Stored items:

<<<<

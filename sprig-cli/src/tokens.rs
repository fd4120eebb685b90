//! Turning command-line tokens into a selector.
//!
//! `kind:value` appends a fragment to the compound being built; a bare
//! combinator (`+`, `~`, `>`, `descendant`) closes it.

use std::mem;

use anyhow::{Context, Result, bail};
use sprig_selector::{Combinator, CompoundSelector, Selector, SimpleSelector};

/// One command-line token.
#[derive(Debug, PartialEq, Eq)]
enum Token {
    Fragment(SimpleSelector),
    Combinator(Combinator),
}

fn classify(raw: &str) -> Result<Token> {
    if raw == "descendant" {
        return Ok(Token::Combinator(Combinator::Descendant));
    }
    if let Ok(combinator) = Combinator::from_token(raw) {
        return Ok(Token::Combinator(combinator));
    }

    let Some((kind, value)) = raw.split_once(':') else {
        bail!("expected `kind:value` or a combinator, got `{raw}`");
    };
    let value = value.to_string();
    let fragment = match kind {
        "element" | "el" | "tag" => SimpleSelector::Type(value),
        "id" => SimpleSelector::Id(value),
        "class" => SimpleSelector::Class(value),
        "attr" => SimpleSelector::Attribute(value),
        "pseudo-class" | "pc" => SimpleSelector::PseudoClass(value),
        "pseudo-element" | "pe" => SimpleSelector::PseudoElement(value),
        other => bail!("unknown fragment kind `{other}` in `{raw}`"),
    };
    Ok(Token::Fragment(fragment))
}

/// Left-to-right accumulator: everything combined so far plus the
/// combinator waiting for the compound currently being built.
#[derive(Default)]
struct Chain {
    head: Option<(Selector, Combinator)>,
    current: CompoundSelector,
}

impl Chain {
    fn fragment(&mut self, raw: &str, fragment: SimpleSelector) -> Result<()> {
        let current = mem::take(&mut self.current);
        self.current = current
            .push(fragment)
            .with_context(|| format!("while adding `{raw}`"))?;
        Ok(())
    }

    fn combinator(&mut self, raw: &str, combinator: Combinator) -> Result<()> {
        if self.current.is_empty() {
            bail!("combinator `{raw}` must follow a selector");
        }
        let segment = mem::take(&mut self.current);
        let joined = match self.head.take() {
            Some((left, pending)) => left.then(pending, segment)?,
            None => segment.into(),
        };
        self.head = Some((joined, combinator));
        Ok(())
    }

    fn finish(self) -> Result<Selector> {
        if self.current.is_empty() {
            match self.head {
                Some((_, pending)) => bail!("dangling combinator `{pending}` at end of input"),
                None => bail!("no selector tokens given"),
            }
        }
        Ok(match self.head {
            Some((left, pending)) => left.then(pending, self.current)?,
            None => self.current.into(),
        })
    }
}

/// Build a selector from tokens such as `el:a attr:href pc:hover + el:b`.
pub fn build<S: AsRef<str>>(tokens: &[S]) -> Result<Selector> {
    let mut chain = Chain::default();
    for raw in tokens {
        let raw = raw.as_ref();
        match classify(raw)? {
            Token::Fragment(fragment) => chain.fragment(raw, fragment)?,
            Token::Combinator(combinator) => chain.combinator(raw, combinator)?,
        }
    }
    chain.finish()
}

>>>>

# What to work on
All the lines that hold the word "finish" must appear in the answer, copied from the records.

# Completed exercise
    fn finish(self) -> Result<Selector> {
    chain.finish()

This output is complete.